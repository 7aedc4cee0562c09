//! # Sandpool
//!
//! Pooled, network-less Docker sandboxes for compiling and running untrusted
//! code.
//!
//! ## Features
//!
//! - **Warm Pool:** Sandboxes are created ahead of demand and reused across submissions
//! - **Bounded Everything:** Pool size, wait times, per-step timeouts and captured output
//! - **Injection-Safe Transfer:** Source and stdin reach the sandbox base64 encoded
//! - **Backpressure:** A full backlog runs work on the submitter instead of dropping it
//! - **Exactly One Verdict:** Every submission resolves to a single result

pub mod config;
pub mod error;
pub mod pipeline;
pub mod pool;
pub mod sandbox;
pub mod types;

pub use config::Config;
pub use error::{Error, Result};
pub use pipeline::ExecutionPipeline;
pub use pool::{Lease, SandboxPool};
pub use types::{ExecutionRequest, ExecutionResult, PoolStatus, Verdict};

/// Application version from Cargo.toml
pub const VERSION: &str = env!("CARGO_PKG_VERSION");

/// Application name
pub const NAME: &str = env!("CARGO_PKG_NAME");
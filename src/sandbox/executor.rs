//! Command executor
//!
//! Every command issued inside a sandbox goes through [`CommandExecutor::run`]:
//! asynchronous, stdout/stderr captured, bounded in time. Exceeding the bound
//! is reported as [`Error::StepTimeout`], never as partial output.

use std::sync::Arc;
use std::time::Duration;
use tracing::{debug, warn};

use crate::error::{Error, Result};
use crate::sandbox::runtime::{CommandOutput, SandboxRuntime};

/// Suffix appended to captured output that hit the size cap
pub const TRUNCATION_MARKER: &str = "…[truncated]";

/// What a command is for; used in logs and timeout errors
#[derive(Debug, Clone, Copy, PartialEq, Eq)]
pub enum Step {
    Probe,
    Cleanup,
    Write,
    Compile,
    Run,
}

impl std::fmt::Display for Step {
    fn fmt(&self, f: &mut std::fmt::Formatter<'_>) -> std::fmt::Result {
        match self {
            Step::Probe => write!(f, "probe"),
            Step::Cleanup => write!(f, "cleanup"),
            Step::Write => write!(f, "write"),
            Step::Compile => write!(f, "compile"),
            Step::Run => write!(f, "run"),
        }
    }
}

/// Bounded-time command runner shared by the pool and the pipeline
#[derive(Clone)]
pub struct CommandExecutor {
    runtime: Arc<dyn SandboxRuntime>,
    max_output_bytes: usize,
}

impl CommandExecutor {
    /// Create a new executor over a runtime
    pub fn new(runtime: Arc<dyn SandboxRuntime>, max_output_bytes: usize) -> Self {
        CommandExecutor {
            runtime,
            max_output_bytes,
        }
    }

    /// The underlying runtime
    pub fn runtime(&self) -> &Arc<dyn SandboxRuntime> {
        &self.runtime
    }

    /// Run `argv` inside `sandbox`, giving up after `timeout`
    ///
    /// A command that times out may keep running inside the sandbox.
    pub async fn run(
        &self,
        sandbox: &str,
        step: Step,
        argv: &[String],
        timeout: Duration,
    ) -> Result<CommandOutput> {
        debug!(sandbox, %step, "exec {:?}", argv.first());

        match tokio::time::timeout(timeout, self.runtime.exec(sandbox, argv)).await {
            Ok(Ok(mut output)) => {
                cap_output(&mut output.stdout, self.max_output_bytes);
                cap_output(&mut output.stderr, self.max_output_bytes);
                Ok(output)
            }
            Ok(Err(e)) => Err(e),
            Err(_) => {
                warn!(sandbox, %step, "command timed out after {:?}", timeout);
                Err(Error::StepTimeout {
                    step: step.to_string(),
                    limit: timeout,
                })
            }
        }
    }

    /// Run `script` through `sh -c`
    pub async fn shell(
        &self,
        sandbox: &str,
        step: Step,
        script: impl Into<String>,
        timeout: Duration,
    ) -> Result<CommandOutput> {
        let argv = crate::sandbox::shell::sh(script);
        self.run(sandbox, step, &argv, timeout).await
    }
}

/// Cut `text` to at most `limit` bytes on a char boundary, marking the cut
pub fn cap_output(text: &mut String, limit: usize) {
    if text.len() <= limit {
        return;
    }
    // Already cut by the runtime
    if text.ends_with(TRUNCATION_MARKER) && text.len() - TRUNCATION_MARKER.len() <= limit {
        return;
    }
    let mut end = limit;
    while !text.is_char_boundary(end) {
        end -= 1;
    }
    text.truncate(end);
    text.push_str(TRUNCATION_MARKER);
}

#[cfg(test)]
mod tests {
    use super::*;
    use crate::sandbox::fake::FakeRuntime;

    #[test]
    fn test_cap_output() {
        let mut short = "hello".to_string();
        cap_output(&mut short, 10);
        assert_eq!(short, "hello");

        let mut long = "héllo wörld".to_string();
        cap_output(&mut long, 2);
        assert_eq!(long, format!("h{}", TRUNCATION_MARKER));
    }

    #[tokio::test]
    async fn test_run_captures_streams() {
        let runtime = Arc::new(FakeRuntime::new());
        runtime.add_running("judge-pool-t-1");
        let executor = CommandExecutor::new(runtime.clone(), 1024);

        let output = executor
            .shell("judge-pool-t-1", Step::Probe, "test -d /workspace && echo OK", Duration::from_secs(1))
            .await
            .unwrap();
        assert_eq!(output.stdout.trim(), "OK");
        assert!(output.succeeded());
    }

    #[tokio::test(start_paused = true)]
    async fn test_timeout_is_distinguishable() {
        let runtime = Arc::new(FakeRuntime::new());
        runtime.add_running("judge-pool-t-1");
        runtime.set_exec_delay(Duration::from_secs(60));
        let executor = CommandExecutor::new(runtime, 1024);

        let err = executor
            .shell("judge-pool-t-1", Step::Compile, "javac Main.java", Duration::from_secs(2))
            .await
            .unwrap_err();
        assert!(err.is_timeout());
        assert!(err.to_string().starts_with("compile step"));
    }

    #[tokio::test]
    async fn test_missing_sandbox_propagates() {
        let runtime = Arc::new(FakeRuntime::new());
        let executor = CommandExecutor::new(runtime, 1024);

        let err = executor
            .shell("judge-pool-t-9", Step::Probe, "true", Duration::from_secs(1))
            .await
            .unwrap_err();
        assert!(matches!(err, Error::SandboxNotFound(_)));
    }
}
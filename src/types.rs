//! Submission and verdict types shared with the queue collaborators

use serde::{Deserialize, Serialize};
use std::time::Duration;

/// Terminal classification of one execution attempt
#[derive(Debug, Clone, Copy, PartialEq, Eq, Hash, Serialize, Deserialize)]
#[serde(rename_all = "SCREAMING_SNAKE_CASE")]
pub enum Verdict {
    Accepted,
    CompileError,
    RuntimeError,
    TimeLimitExceeded,
    MemoryLimitExceeded,
    InternalError,
}

impl std::fmt::Display for Verdict {
    fn fmt(&self, f: &mut std::fmt::Formatter<'_>) -> std::fmt::Result {
        match self {
            Verdict::Accepted => write!(f, "ACCEPTED"),
            Verdict::CompileError => write!(f, "COMPILE_ERROR"),
            Verdict::RuntimeError => write!(f, "RUNTIME_ERROR"),
            Verdict::TimeLimitExceeded => write!(f, "TIME_LIMIT_EXCEEDED"),
            Verdict::MemoryLimitExceeded => write!(f, "MEMORY_LIMIT_EXCEEDED"),
            Verdict::InternalError => write!(f, "INTERNAL_ERROR"),
        }
    }
}

/// Request to compile and run one submission
#[derive(Debug, Clone, PartialEq, Eq, Serialize, Deserialize)]
#[serde(rename_all = "camelCase")]
pub struct ExecutionRequest {
    /// Opaque correlation key
    pub submission_id: String,
    /// Untrusted source text
    pub source_code: String,
    /// Untrusted standard input
    #[serde(default)]
    pub stdin: Option<String>,
}

impl ExecutionRequest {
    /// Create a new execution request
    pub fn new(submission_id: impl Into<String>, source_code: impl Into<String>) -> Self {
        ExecutionRequest {
            submission_id: submission_id.into(),
            source_code: source_code.into(),
            stdin: None,
        }
    }

    /// Set stdin
    pub fn with_stdin(mut self, stdin: impl Into<String>) -> Self {
        self.stdin = Some(stdin.into());
        self
    }

    /// Stdin, if any was given and it is non-empty
    pub fn stdin(&self) -> Option<&str> {
        self.stdin.as_deref().filter(|s| !s.is_empty())
    }
}

/// Outcome of one submission; built once and never mutated afterwards
#[derive(Debug, Clone, PartialEq, Eq, Serialize, Deserialize)]
#[serde(rename_all = "camelCase")]
pub struct ExecutionResult {
    pub submission_id: String,
    pub status: Verdict,
    pub stdout: String,
    pub stderr: String,
    /// Exit status of the last step that ran; -1 when unknown
    pub exit_code: i32,
    pub duration_ms: u64,
}

impl ExecutionResult {
    /// Create a result
    pub fn new(
        submission_id: impl Into<String>,
        status: Verdict,
        stdout: impl Into<String>,
        stderr: impl Into<String>,
        exit_code: i32,
        duration: Duration,
    ) -> Self {
        ExecutionResult {
            submission_id: submission_id.into(),
            status,
            stdout: stdout.into(),
            stderr: stderr.into(),
            exit_code,
            duration_ms: duration.as_millis() as u64,
        }
    }

    /// Create an internal error result
    pub fn internal_error(submission_id: impl Into<String>, message: impl Into<String>) -> Self {
        ExecutionResult::new(
            submission_id,
            Verdict::InternalError,
            String::new(),
            message,
            -1,
            Duration::ZERO,
        )
    }

    /// Whether the submission compiled and ran cleanly
    pub fn is_accepted(&self) -> bool {
        self.status == Verdict::Accepted
    }
}

/// Last use of one available sandbox
#[derive(Debug, Clone, PartialEq, Serialize, Deserialize)]
#[serde(rename_all = "camelCase")]
pub struct RecentUse {
    pub name: String,
    /// Seconds since the sandbox was last returned
    pub idle_secs: u64,
}

/// Read-only snapshot of pool health for monitoring
#[derive(Debug, Clone, PartialEq, Serialize, Deserialize)]
#[serde(rename_all = "camelCase")]
pub struct PoolStatus {
    pub available: usize,
    pub in_use: usize,
    pub total: usize,
    pub max_allowed: usize,
    pub target_size: usize,
    /// Share of `max_allowed` currently leased out, 0.0..=1.0
    pub utilization: f64,
    /// Up to five most recently used available sandboxes
    pub recent: Vec<RecentUse>,
}

impl PoolStatus {
    /// How many entries `recent` keeps
    pub const RECENT_LIMIT: usize = 5;

    pub fn new(
        available: usize,
        in_use: usize,
        total: usize,
        max_allowed: usize,
        target_size: usize,
        recent: Vec<RecentUse>,
    ) -> Self {
        let utilization = if max_allowed == 0 {
            0.0
        } else {
            in_use as f64 / max_allowed as f64
        };
        PoolStatus {
            available,
            in_use,
            total,
            max_allowed,
            target_size,
            utilization,
            recent,
        }
    }
}

impl std::fmt::Display for PoolStatus {
    fn fmt(&self, f: &mut std::fmt::Formatter<'_>) -> std::fmt::Result {
        write!(
            f,
            "available={} in_use={} total={}/{} target={} utilization={:.0}%",
            self.available,
            self.in_use,
            self.total,
            self.max_allowed,
            self.target_size,
            self.utilization * 100.0
        )
    }
}
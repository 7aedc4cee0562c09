//! Pool bookkeeping
//!
//! Everything here is plain data guarded by the pool's lock. A name is in
//! `idle` exactly when its slot is `Available`.

use std::collections::{HashMap, HashSet, VecDeque};
use std::time::Duration;
use tokio::time::Instant;

use crate::types::RecentUse;

/// Where a sandbox is in its lifecycle
#[derive(Debug, Clone, Copy, PartialEq, Eq)]
pub enum SandboxState {
    /// Being created and started
    Provisioning,
    /// In the available set
    Available,
    /// Lent out
    Leased,
    /// Taken from the available set, being wiped and probed
    Validating,
    /// A stop+remove sequence is in flight
    Deleting,
    /// Not tracked by the pool
    Gone,
}

#[derive(Debug, Clone)]
pub(crate) struct Slot {
    pub state: SandboxState,
    pub last_used: Instant,
}

#[derive(Debug, Default)]
pub(crate) struct PoolState {
    /// Available sandboxes, least recently returned first
    idle: VecDeque<String>,
    slots: HashMap<String, Slot>,
    /// Names whose removal failed; retried by the reaper
    retry: HashSet<String>,
}

impl PoolState {
    pub fn state_of(&self, name: &str) -> SandboxState {
        self.slots
            .get(name)
            .map(|slot| slot.state)
            .unwrap_or(SandboxState::Gone)
    }

    pub fn available(&self) -> usize {
        self.idle.len()
    }

    pub fn in_use(&self) -> usize {
        self.slots
            .values()
            .filter(|slot| matches!(slot.state, SandboxState::Leased | SandboxState::Validating))
            .count()
    }

    /// Every sandbox the pool currently owns, including ones being deleted
    pub fn total(&self) -> usize {
        self.slots.len()
    }

    pub fn idle_names(&self) -> Vec<String> {
        self.idle.iter().cloned().collect()
    }

    /// Register a sandbox that is about to be created
    pub fn track(&mut self, name: &str) {
        self.slots.insert(
            name.to_string(),
            Slot {
                state: SandboxState::Provisioning,
                last_used: Instant::now(),
            },
        );
    }

    /// Forget a sandbox that never came up
    pub fn untrack(&mut self, name: &str) {
        self.slots.remove(name);
    }

    pub fn set_state(&mut self, name: &str, state: SandboxState) {
        if let Some(slot) = self.slots.get_mut(name) {
            slot.state = state;
        }
    }

    /// Pop the least recently returned available sandbox for validation
    pub fn take_idle(&mut self) -> Option<String> {
        let name = self.idle.pop_front()?;
        self.set_state(&name, SandboxState::Validating);
        Some(name)
    }

    /// Put a sandbox back in the available set
    pub fn push_idle(&mut self, name: &str) {
        let now = Instant::now();
        let slot = self.slots.entry(name.to_string()).or_insert(Slot {
            state: SandboxState::Available,
            last_used: now,
        });
        slot.state = SandboxState::Available;
        slot.last_used = now;
        if !self.idle.iter().any(|n| n == name) {
            self.idle.push_back(name.to_string());
        }
    }

    /// Mark `name` as being deleted
    ///
    /// Returns false when another caller already owns the deletion. Names the
    /// pool never tracked are claimed too, so strays can be removed.
    pub fn claim_deletion(&mut self, name: &str) -> bool {
        if self.state_of(name) == SandboxState::Deleting {
            return false;
        }
        self.idle.retain(|n| n != name);
        self.retry.remove(name);
        let now = Instant::now();
        self.slots
            .entry(name.to_string())
            .and_modify(|slot| slot.state = SandboxState::Deleting)
            .or_insert(Slot {
                state: SandboxState::Deleting,
                last_used: now,
            });
        true
    }

    /// Settle a deletion; failed removals are queued for the reaper
    pub fn finish_deletion(&mut self, name: &str, removed: bool) {
        self.slots.remove(name);
        if !removed {
            self.retry.insert(name.to_string());
        }
    }

    pub fn take_retries(&mut self) -> Vec<String> {
        self.retry.drain().collect()
    }

    /// Oldest-idle-first sandboxes to evict, never shrinking below `target`
    pub fn reap_candidates(&self, target: usize, idle_timeout: Duration, now: Instant) -> Vec<String> {
        let excess = self.idle.len().saturating_sub(target);
        if excess == 0 {
            return Vec::new();
        }
        self.idle
            .iter()
            .filter(|name| {
                self.slots
                    .get(name.as_str())
                    .is_some_and(|slot| now.saturating_duration_since(slot.last_used) >= idle_timeout)
            })
            .take(excess)
            .cloned()
            .collect()
    }

    /// Most recently returned available sandboxes, newest first
    pub fn recent(&self, limit: usize, now: Instant) -> Vec<RecentUse> {
        self.idle
            .iter()
            .rev()
            .take(limit)
            .filter_map(|name| {
                let slot = self.slots.get(name)?;
                Some(RecentUse {
                    name: name.clone(),
                    idle_secs: now.saturating_duration_since(slot.last_used).as_secs(),
                })
            })
            .collect()
    }
}

/// Whether a released sandbox goes back to the available set
///
/// `total` counts the sandbox being released. Overflow up to
/// `target + slack` is tolerated; beyond that the sandbox is kept only while
/// the available set is below target and the hard cap holds.
pub(crate) fn keep_on_release(
    available: usize,
    total: usize,
    target: usize,
    slack: usize,
    max_total: usize,
) -> bool {
    let excessive = total > target + slack;
    !excessive || (available < target && total <= max_total)
}
//! Execution pipeline
//!
//! Turns each [`ExecutionRequest`] into exactly one [`ExecutionResult`] over a
//! sandbox borrowed from the pool. Submissions go to a fixed set of workers
//! through a bounded backlog; when the backlog is full the submitter's own
//! future runs the work, so nothing is dropped and latency degrades instead.

mod steps;
mod verdict;

use futures::future::BoxFuture;
use futures::FutureExt;
use std::sync::atomic::{AtomicU64, Ordering};
use std::sync::Arc;
use tokio::sync::mpsc::error::TrySendError;
use tokio::sync::{mpsc, oneshot, Mutex};
use tokio::task::JoinHandle;
use tracing::{error, info, warn};

use crate::config::Config;
use crate::error::Result;
use crate::pool::SandboxPool;
use crate::sandbox::SandboxRuntime;
use crate::types::{ExecutionRequest, ExecutionResult, PoolStatus};

use steps::StepRunner;

/// One queued submission
struct Job {
    request: ExecutionRequest,
    reply: oneshot::Sender<ExecutionResult>,
}

/// Bounded worker pool running submissions end to end
pub struct ExecutionPipeline {
    runner: Arc<StepRunner>,
    sender: std::sync::Mutex<Option<mpsc::Sender<Job>>>,
    workers: Mutex<Vec<JoinHandle<()>>>,
    caller_runs: AtomicU64,
}

impl ExecutionPipeline {
    /// Build the pool over `runtime`, warm it up, and start the workers
    pub async fn start(runtime: Arc<dyn SandboxRuntime>, config: &Config) -> Result<Self> {
        let pool = SandboxPool::new(runtime, config)?;
        pool.init().await?;
        Ok(Self::with_pool(pool, config))
    }

    /// Start workers over an already initialised pool
    pub fn with_pool(pool: Arc<SandboxPool>, config: &Config) -> Self {
        let runner = Arc::new(StepRunner::new(
            pool,
            config.toolchain.clone(),
            config.pipeline.clone(),
            config.container.workspace.clone(),
        ));

        let (sender, receiver) = mpsc::channel::<Job>(config.pipeline.backlog.max(1));
        let receiver = Arc::new(Mutex::new(receiver));

        let workers = (0..config.pipeline.workers.max(1))
            .map(|i| {
                let runner = runner.clone();
                let receiver = receiver.clone();
                tokio::spawn(async move {
                    info!("Pipeline worker {} started", i);
                    loop {
                        let job = receiver.lock().await.recv().await;
                        let Some(job) = job else { break };
                        let result = runner.execute(job.request).await;
                        if job.reply.send(result).is_err() {
                            warn!("Submitter went away before its result was ready");
                        }
                    }
                    info!("Pipeline worker {} stopped", i);
                })
            })
            .collect();

        info!(
            workers = config.pipeline.workers.max(1),
            backlog = config.pipeline.backlog,
            "Execution pipeline started"
        );

        ExecutionPipeline {
            runner,
            sender: std::sync::Mutex::new(Some(sender)),
            workers: Mutex::new(workers),
            caller_runs: AtomicU64::new(0),
        }
    }

    /// The pool this pipeline borrows from
    pub fn pool(&self) -> &Arc<SandboxPool> {
        self.runner.pool()
    }

    pub async fn status(&self) -> PoolStatus {
        self.pool().status().await
    }

    /// Submissions that ran on the caller because the backlog was full
    pub fn caller_runs(&self) -> u64 {
        self.caller_runs.load(Ordering::Relaxed)
    }

    /// Queue a submission; the returned future always resolves to a result
    ///
    /// Never blocks. When the backlog is full the work happens inside the
    /// returned future instead of on a worker.
    pub fn submit(&self, request: ExecutionRequest) -> BoxFuture<'static, ExecutionResult> {
        let submission_id = request.submission_id.clone();
        let sender = self.sender.lock().ok().and_then(|guard| guard.clone());
        let Some(sender) = sender else {
            return async move { ExecutionResult::internal_error(submission_id, "pipeline is shut down") }
                .boxed();
        };

        let (reply, result) = oneshot::channel();
        match sender.try_send(Job { request, reply }) {
            Ok(()) => async move {
                result.await.unwrap_or_else(|_| {
                    error!(id = %submission_id, "Worker dropped the submission");
                    ExecutionResult::internal_error(submission_id, "worker dropped the submission")
                })
            }
            .boxed(),
            Err(TrySendError::Full(job)) => {
                warn!(id = %submission_id, "Backlog full, running submission on the caller");
                self.caller_runs.fetch_add(1, Ordering::Relaxed);
                let runner = self.runner.clone();
                async move { runner.execute(job.request).await }.boxed()
            }
            Err(TrySendError::Closed(_)) => {
                async move { ExecutionResult::internal_error(submission_id, "pipeline is shut down") }
                    .boxed()
            }
        }
    }

    /// Run a submission on the caller, bypassing the workers
    pub async fn execute(&self, request: ExecutionRequest) -> ExecutionResult {
        self.runner.execute(request).await
    }

    /// Stop accepting work, drain the backlog, then shut the pool down
    pub async fn shutdown(&self) -> Result<()> {
        let sender = self.sender.lock().ok().and_then(|mut guard| guard.take());
        if sender.is_none() {
            return Ok(());
        }
        drop(sender);
        info!("Draining execution pipeline");

        let workers: Vec<JoinHandle<()>> = self.workers.lock().await.drain(..).collect();
        for worker in workers {
            if let Err(e) = worker.await {
                error!("Pipeline worker failed: {}", e);
            }
        }

        self.pool().shutdown().await
    }
}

-=-=-

- _TASK TO CARRY OUT_:
Search the data above for lines holding "short" and copy each of them.

- _OUTPUT OF THE EXERCISE_:
        let mut short = "hello".to_string();
        cap_output(&mut short, 10);
        assert_eq!(short, "hello");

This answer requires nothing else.